======== Recorded information

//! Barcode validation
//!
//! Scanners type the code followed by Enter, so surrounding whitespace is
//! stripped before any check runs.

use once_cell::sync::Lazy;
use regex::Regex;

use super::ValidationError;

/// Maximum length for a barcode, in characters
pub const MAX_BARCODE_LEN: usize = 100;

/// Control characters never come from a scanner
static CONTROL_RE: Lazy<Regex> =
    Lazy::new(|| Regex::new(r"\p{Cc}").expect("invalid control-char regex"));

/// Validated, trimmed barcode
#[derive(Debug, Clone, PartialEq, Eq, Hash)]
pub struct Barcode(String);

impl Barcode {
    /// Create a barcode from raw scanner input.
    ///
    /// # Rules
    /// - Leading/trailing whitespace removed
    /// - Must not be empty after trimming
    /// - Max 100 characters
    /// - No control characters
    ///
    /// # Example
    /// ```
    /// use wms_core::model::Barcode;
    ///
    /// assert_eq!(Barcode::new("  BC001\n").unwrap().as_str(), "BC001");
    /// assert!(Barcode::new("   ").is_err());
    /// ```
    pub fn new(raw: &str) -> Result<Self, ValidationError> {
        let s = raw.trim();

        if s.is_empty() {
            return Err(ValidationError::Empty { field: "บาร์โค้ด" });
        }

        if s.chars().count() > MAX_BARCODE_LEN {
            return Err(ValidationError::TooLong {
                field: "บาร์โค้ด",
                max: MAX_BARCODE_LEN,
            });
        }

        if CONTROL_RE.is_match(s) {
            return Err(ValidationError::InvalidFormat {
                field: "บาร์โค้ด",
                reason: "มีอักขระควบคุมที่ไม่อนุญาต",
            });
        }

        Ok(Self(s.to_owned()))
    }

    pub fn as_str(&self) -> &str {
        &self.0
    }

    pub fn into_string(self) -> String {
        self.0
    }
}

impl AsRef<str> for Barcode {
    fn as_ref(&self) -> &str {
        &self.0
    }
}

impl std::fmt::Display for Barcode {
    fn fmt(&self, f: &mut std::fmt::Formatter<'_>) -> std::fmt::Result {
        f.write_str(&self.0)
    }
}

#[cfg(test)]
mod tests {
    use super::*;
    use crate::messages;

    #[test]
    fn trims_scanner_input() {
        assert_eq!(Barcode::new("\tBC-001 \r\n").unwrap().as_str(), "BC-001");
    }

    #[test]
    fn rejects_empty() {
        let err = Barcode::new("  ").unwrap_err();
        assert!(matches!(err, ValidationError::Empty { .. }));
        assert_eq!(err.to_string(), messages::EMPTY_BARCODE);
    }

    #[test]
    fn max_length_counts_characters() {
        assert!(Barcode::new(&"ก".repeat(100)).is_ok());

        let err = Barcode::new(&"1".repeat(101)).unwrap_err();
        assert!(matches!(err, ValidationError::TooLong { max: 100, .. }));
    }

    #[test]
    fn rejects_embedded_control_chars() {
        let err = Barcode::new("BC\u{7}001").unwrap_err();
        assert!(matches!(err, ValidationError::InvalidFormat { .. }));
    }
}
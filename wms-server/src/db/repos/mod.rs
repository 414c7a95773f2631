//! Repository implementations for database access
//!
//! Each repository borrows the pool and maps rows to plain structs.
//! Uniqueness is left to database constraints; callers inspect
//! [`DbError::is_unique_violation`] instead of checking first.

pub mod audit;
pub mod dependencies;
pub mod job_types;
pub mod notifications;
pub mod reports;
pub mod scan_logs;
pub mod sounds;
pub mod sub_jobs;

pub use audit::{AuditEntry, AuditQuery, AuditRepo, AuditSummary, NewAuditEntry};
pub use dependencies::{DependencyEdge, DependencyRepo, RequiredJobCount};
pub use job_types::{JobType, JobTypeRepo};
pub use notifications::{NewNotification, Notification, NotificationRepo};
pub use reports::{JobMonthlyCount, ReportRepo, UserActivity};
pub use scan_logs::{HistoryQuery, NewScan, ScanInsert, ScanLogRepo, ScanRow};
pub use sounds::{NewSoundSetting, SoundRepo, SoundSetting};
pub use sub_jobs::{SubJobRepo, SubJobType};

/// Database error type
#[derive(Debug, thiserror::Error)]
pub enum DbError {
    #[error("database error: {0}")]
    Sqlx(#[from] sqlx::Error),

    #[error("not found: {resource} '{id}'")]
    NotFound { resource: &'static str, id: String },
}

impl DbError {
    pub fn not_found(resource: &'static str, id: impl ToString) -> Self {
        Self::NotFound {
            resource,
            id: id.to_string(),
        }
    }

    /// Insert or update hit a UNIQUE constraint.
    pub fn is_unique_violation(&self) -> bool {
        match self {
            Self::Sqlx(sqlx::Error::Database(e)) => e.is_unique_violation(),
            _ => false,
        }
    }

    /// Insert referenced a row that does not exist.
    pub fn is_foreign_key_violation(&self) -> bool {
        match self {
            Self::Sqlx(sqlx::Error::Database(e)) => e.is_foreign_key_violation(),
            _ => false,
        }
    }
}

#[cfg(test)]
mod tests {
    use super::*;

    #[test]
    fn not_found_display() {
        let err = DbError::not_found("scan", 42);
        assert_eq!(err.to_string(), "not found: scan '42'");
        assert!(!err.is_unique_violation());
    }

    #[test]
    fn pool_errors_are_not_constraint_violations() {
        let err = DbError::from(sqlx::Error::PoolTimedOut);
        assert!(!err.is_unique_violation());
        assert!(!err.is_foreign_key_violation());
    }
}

================

## Directions
Exactly as written, output the material once more.

## Result of the exercise
//! Barcode validation
//!
//! Scanners type the code followed by Enter, so surrounding whitespace is
//! stripped before any check runs.

use once_cell::sync::Lazy;
use regex::Regex;

use super::ValidationError;

/// Maximum length for a barcode, in characters
pub const MAX_BARCODE_LEN: usize = 100;

/// Control characters never come from a scanner
static CONTROL_RE: Lazy<Regex> =
    Lazy::new(|| Regex::new(r"\p{Cc}").expect("invalid control-char regex"));

/// Validated, trimmed barcode
#[derive(Debug, Clone, PartialEq, Eq, Hash)]
pub struct Barcode(String);

impl Barcode {
    /// Create a barcode from raw scanner input.
    ///
    /// # Rules
    /// - Leading/trailing whitespace removed
    /// - Must not be empty after trimming
    /// - Max 100 characters
    /// - No control characters
    ///
    /// # Example
    /// ```
    /// use wms_core::model::Barcode;
    ///
    /// assert_eq!(Barcode::new("  BC001\n").unwrap().as_str(), "BC001");
    /// assert!(Barcode::new("   ").is_err());
    /// ```
    pub fn new(raw: &str) -> Result<Self, ValidationError> {
        let s = raw.trim();

        if s.is_empty() {
            return Err(ValidationError::Empty { field: "บาร์โค้ด" });
        }

        if s.chars().count() > MAX_BARCODE_LEN {
            return Err(ValidationError::TooLong {
                field: "บาร์โค้ด",
                max: MAX_BARCODE_LEN,
            });
        }

        if CONTROL_RE.is_match(s) {
            return Err(ValidationError::InvalidFormat {
                field: "บาร์โค้ด",
                reason: "มีอักขระควบคุมที่ไม่อนุญาต",
            });
        }

        Ok(Self(s.to_owned()))
    }

    pub fn as_str(&self) -> &str {
        &self.0
    }

    pub fn into_string(self) -> String {
        self.0
    }
}

impl AsRef<str> for Barcode {
    fn as_ref(&self) -> &str {
        &self.0
    }
}

impl std::fmt::Display for Barcode {
    fn fmt(&self, f: &mut std::fmt::Formatter<'_>) -> std::fmt::Result {
        f.write_str(&self.0)
    }
}

#[cfg(test)]
mod tests {
    use super::*;
    use crate::messages;

    #[test]
    fn trims_scanner_input() {
        assert_eq!(Barcode::new("\tBC-001 \r\n").unwrap().as_str(), "BC-001");
    }

    #[test]
    fn rejects_empty() {
        let err = Barcode::new("  ").unwrap_err();
        assert!(matches!(err, ValidationError::Empty { .. }));
        assert_eq!(err.to_string(), messages::EMPTY_BARCODE);
    }

    #[test]
    fn max_length_counts_characters() {
        assert!(Barcode::new(&"ก".repeat(100)).is_ok());

        let err = Barcode::new(&"1".repeat(101)).unwrap_err();
        assert!(matches!(err, ValidationError::TooLong { max: 100, .. }));
    }

    #[test]
    fn rejects_embedded_control_chars() {
        let err = Barcode::new("BC\u{7}001").unwrap_err();
        assert!(matches!(err, ValidationError::InvalidFormat { .. }));
    }
}
filename wms-server/src/db/repos/mod.rs
repository 414c7a95773f2631
//! Repository implementations for database access
//!
//! Each repository borrows the pool and maps rows to plain structs.
//! Uniqueness is left to database constraints; callers inspect
//! [`DbError::is_unique_violation`] instead of checking first.

pub mod audit;
pub mod dependencies;
pub mod job_types;
pub mod notifications;
pub mod reports;
pub mod scan_logs;
pub mod sounds;
pub mod sub_jobs;

pub use audit::{AuditEntry, AuditQuery, AuditRepo, AuditSummary, NewAuditEntry};
pub use dependencies::{DependencyEdge, DependencyRepo, RequiredJobCount};
pub use job_types::{JobType, JobTypeRepo};
pub use notifications::{NewNotification, Notification, NotificationRepo};
pub use reports::{JobMonthlyCount, ReportRepo, UserActivity};
pub use scan_logs::{HistoryQuery, NewScan, ScanInsert, ScanLogRepo, ScanRow};
pub use sounds::{NewSoundSetting, SoundRepo, SoundSetting};
pub use sub_jobs::{SubJobRepo, SubJobType};

/// Database error type
#[derive(Debug, thiserror::Error)]
pub enum DbError {
    #[error("database error: {0}")]
    Sqlx(#[from] sqlx::Error),

    #[error("not found: {resource} '{id}'")]
    NotFound { resource: &'static str, id: String },
}

impl DbError {
    pub fn not_found(resource: &'static str, id: impl ToString) -> Self {
        Self::NotFound {
            resource,
            id: id.to_string(),
        }
    }

    /// Insert or update hit a UNIQUE constraint.
    pub fn is_unique_violation(&self) -> bool {
        match self {
            Self::Sqlx(sqlx::Error::Database(e)) => e.is_unique_violation(),
            _ => false,
        }
    }

    /// Insert referenced a row that does not exist.
    pub fn is_foreign_key_violation(&self) -> bool {
        match self {
            Self::Sqlx(sqlx::Error::Database(e)) => e.is_foreign_key_violation(),
            _ => false,
        }
    }
}

#[cfg(test)]
mod tests {
    use super::*;

    #[test]
    fn not_found_display() {
        let err = DbError::not_found("scan", 42);
        assert_eq!(err.to_string(), "not found: scan '42'");
        assert!(!err.is_unique_violation());
    }

    #[test]
    fn pool_errors_are_not_constraint_violations() {
        let err = DbError::from(sqlx::Error::PoolTimedOut);
        assert!(!err.is_unique_violation());
        assert!(!err.is_foreign_key_violation());
    }
}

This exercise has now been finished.